● ABOUT THIS EXERCISE:
Repeat the lines of the data that follow, please, starting at the first and stopping after the one with "pub struct FilterSource<S, F>".

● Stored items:
********************

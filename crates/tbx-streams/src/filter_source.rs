//! Pull-driven filter adapter: a [`Filter`] exposed as a [`Source`].

use tracing::trace;

use crate::error::StreamResult;
use crate::filter::{Filter, FilterConfig, FilterStage, FilterState};
use crate::stream::{Source, Transfer};

/// Reads from an upstream source through a filter.
///
/// Each `read` performs one fetch, at most one `process` call and one dump,
/// in that order. A zero count means "try again"; end-of-stream is reported
/// only once the filter has ended, finished and both buffers are empty.
pub struct FilterSource<S, F> {
    source: S,
    stage: FilterStage<F>,
}

impl<S: Source, F: Filter> FilterSource<S, F> {
    /// Wraps `source` with `filter`, sizing buffers from `config`.
    pub fn new(source: S, filter: F, config: &FilterConfig) -> StreamResult<Self> {
        Ok(Self {
            source,
            stage: FilterStage::new(filter, config)?,
        })
    }

    /// Wraps `source` with default-sized buffers.
    pub fn with_defaults(source: S, filter: F) -> StreamResult<Self> {
        Self::new(source, filter, &FilterConfig::default())
    }

    /// The filter stage.
    pub fn stage(&self) -> &FilterStage<F> {
        &self.stage
    }

    /// The filter stage, mutably (for resizing).
    pub fn stage_mut(&mut self) -> &mut FilterStage<F> {
        &mut self.stage
    }

    /// The wrapped filter.
    pub fn filter(&self) -> &F {
        self.stage.filter()
    }

    /// Lifecycle state of the filter.
    pub fn state(&self) -> FilterState {
        self.stage.state()
    }

    /// Replaces the upstream source.
    pub fn set_source(&mut self, source: S) {
        self.source = source;
    }

    /// Splits into the upstream source and the filter.
    pub fn into_parts(self) -> (S, F) {
        (self.source, self.stage.into_filter())
    }

    fn fetch_input(&mut self) -> StreamResult<()> {
        let state = self.stage.state();
        if state.is_ended() {
            return Ok(());
        }
        if state.is_finished() {
            // Keep draining upstream so it can reach end-of-stream.
            self.stage.discard_input();
        }
        let input = &mut self.stage.input;
        if input.is_full() {
            return Ok(());
        }
        match self.source.read(input.tail_mut())? {
            Transfer::Bytes(n) => {
                input.advance(n);
                trace!(filter = self.stage.filter().name(), amount = n, "filter source fetch");
            }
            Transfer::EndOfStream => {
                trace!(filter = self.stage.filter().name(), "filter source fetch EOS");
                self.stage.mark_ended();
            }
        }
        Ok(())
    }

    fn dump_output(&mut self, dest: &mut [u8]) -> usize {
        let output = &mut self.stage.output;
        let n = output.used().min(dest.len());
        if n > 0 {
            dest[..n].copy_from_slice(&output.head()[..n]);
            output.consume(n);
            trace!(filter = self.stage.filter().name(), amount = n, requested = dest.len(), "filter source dump");
        }
        n
    }
}

impl<S: Source, F: Filter> Source for FilterSource<S, F> {
    fn read(&mut self, dest: &mut [u8]) -> StreamResult<Transfer> {
        self.stage.start()?;
        self.fetch_input()?;

        if self.stage.can_process() {
            self.stage.process()?;
        }

        let n = self.dump_output(dest);

        if self.stage.state() == FilterState::Complete {
            self.stage.discard_input();
            self.stage.finalize()?;
        }

        let state = self.stage.state();
        if n == 0 && state.is_ended() && state.is_finished() && self.stage.is_drained() {
            Ok(Transfer::EndOfStream)
        } else {
            Ok(Transfer::Bytes(n))
        }
    }
}

#[cfg(test)]
mod tests {
    use super::*;
    use crate::buffer::Buffer;
    use crate::error::StreamError;
    use crate::filter::{FilterIo, IdentityFilter};
    use crate::stream::read_to_end;

    /// Emits each input byte twice and counts lifecycle calls.
    #[derive(Default)]
    struct Doubler {
        inits: usize,
        finalizes: usize,
    }

    impl Filter for Doubler {
        fn name(&self) -> &str {
            "doubler"
        }

        fn init(&mut self) -> StreamResult<()> {
            self.inits += 1;
            Ok(())
        }

        fn process(&mut self, io: &mut FilterIo<'_>) -> StreamResult<()> {
            let ended = io.is_input_ended();
            let (input, output) = io.buffers();
            let n = input.used().min(output.available() / 2);
            for i in 0..n {
                let b = input.head()[i];
                output.tail_mut()[..2].copy_from_slice(&[b, b]);
                output.advance(2);
            }
            input.consume(n);
            if ended && input.is_empty() {
                io.finish();
            }
            Ok(())
        }

        fn finalize(&mut self) -> StreamResult<()> {
            self.finalizes += 1;
            Ok(())
        }
    }

    /// Takes only the first `limit` bytes, then declares itself finished.
    struct Head {
        limit: usize,
    }

    impl Filter for Head {
        fn name(&self) -> &str {
            "head"
        }

        fn process(&mut self, io: &mut FilterIo<'_>) -> StreamResult<()> {
            let (input, output) = io.buffers();
            let n = input.used().min(output.available()).min(self.limit);
            output.tail_mut()[..n].copy_from_slice(&input.head()[..n]);
            output.advance(n);
            input.consume(n);
            self.limit -= n;
            if self.limit == 0 {
                io.finish();
            }
            Ok(())
        }
    }

    struct Failing;

    impl Filter for Failing {
        fn name(&self) -> &str {
            "failing"
        }

        fn process(&mut self, _io: &mut FilterIo<'_>) -> StreamResult<()> {
            Err(StreamError::Aborted("transform failed".to_string()))
        }
    }

    #[test]
    fn test_identity_passthrough() {
        let data: Vec<u8> = (0..1000u32).map(|i| (i % 251) as u8).collect();
        let upstream = Buffer::from_slice(&data);
        let mut src = FilterSource::new(upstream, IdentityFilter, &FilterConfig::symmetric(64)).unwrap();
        assert_eq!(read_to_end(&mut src, 100).unwrap(), data);
        assert_eq!(src.state(), FilterState::Finalized);
    }

    #[test]
    fn test_eos_is_sticky() {
        let mut src = FilterSource::new(Buffer::from_slice(b"ab"), IdentityFilter, &FilterConfig::symmetric(4)).unwrap();
        let mut out = [0u8; 8];
        let mut collected = Vec::new();
        loop {
            match src.read(&mut out).unwrap() {
                Transfer::Bytes(n) => collected.extend_from_slice(&out[..n]),
                Transfer::EndOfStream => break,
            }
        }
        assert_eq!(collected, b"ab");
        assert_eq!(src.read(&mut out).unwrap(), Transfer::EndOfStream);
        assert_eq!(src.read(&mut out).unwrap(), Transfer::EndOfStream);
    }

    #[test]
    fn test_init_and_finalize_exactly_once() {
        let mut src = FilterSource::new(
            Buffer::from_slice(b"hello"),
            Doubler::default(),
            &FilterConfig::symmetric(4),
        )
        .unwrap();
        let out = read_to_end(&mut src, 3).unwrap();
        assert_eq!(out, b"hheelllloo");
        for _ in 0..5 {
            let mut buf = [0u8; 4];
            assert_eq!(src.read(&mut buf).unwrap(), Transfer::EndOfStream);
        }
        assert_eq!(src.filter().inits, 1);
        assert_eq!(src.filter().finalizes, 1);
    }

    #[test]
    fn test_narrow_output_buffer() {
        // Output is only 2 bytes wide; the first read fetches and processes.
        let config = FilterConfig {
            input_capacity: 8,
            output_capacity: 2,
        };
        let mut src = FilterSource::new(Buffer::from_slice(b"xyz"), IdentityFilter, &config).unwrap();
        let mut out = [0u8; 1];
        assert_eq!(src.read(&mut out).unwrap(), Transfer::Bytes(1));
        assert_eq!(out[0], b'x');
        assert_eq!(src.stage().output().head(), b"y");
    }

    #[test]
    fn test_early_finish_discards_rest() {
        let data = vec![9u8; 100];
        let mut src = FilterSource::new(
            Buffer::from_slice(&data),
            Head { limit: 10 },
            &FilterConfig::symmetric(16),
        )
        .unwrap();
        let out = read_to_end(&mut src, 7).unwrap();
        assert_eq!(out, vec![9u8; 10]);
        assert_eq!(src.state(), FilterState::Finalized);
        let (upstream, _) = src.into_parts();
        assert!(upstream.is_at_end());
    }

    #[test]
    fn test_process_error_propagates() {
        let mut src = FilterSource::with_defaults(Buffer::from_slice(b"a"), Failing).unwrap();
        let mut out = [0u8; 4];
        assert!(matches!(src.read(&mut out), Err(StreamError::Aborted(_))));
    }
}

********************

● WORKED SOLUTION:
filename crates/tbx-streams/src/filter_source.rs
//! Pull-driven filter adapter: a [`Filter`] exposed as a [`Source`].

use tracing::trace;

use crate::error::StreamResult;
use crate::filter::{Filter, FilterConfig, FilterStage, FilterState};
use crate::stream::{Source, Transfer};

/// Reads from an upstream source through a filter.
///
/// Each `read` performs one fetch, at most one `process` call and one dump,
/// in that order. A zero count means "try again"; end-of-stream is reported
/// only once the filter has ended, finished and both buffers are empty.
pub struct FilterSource<S, F> {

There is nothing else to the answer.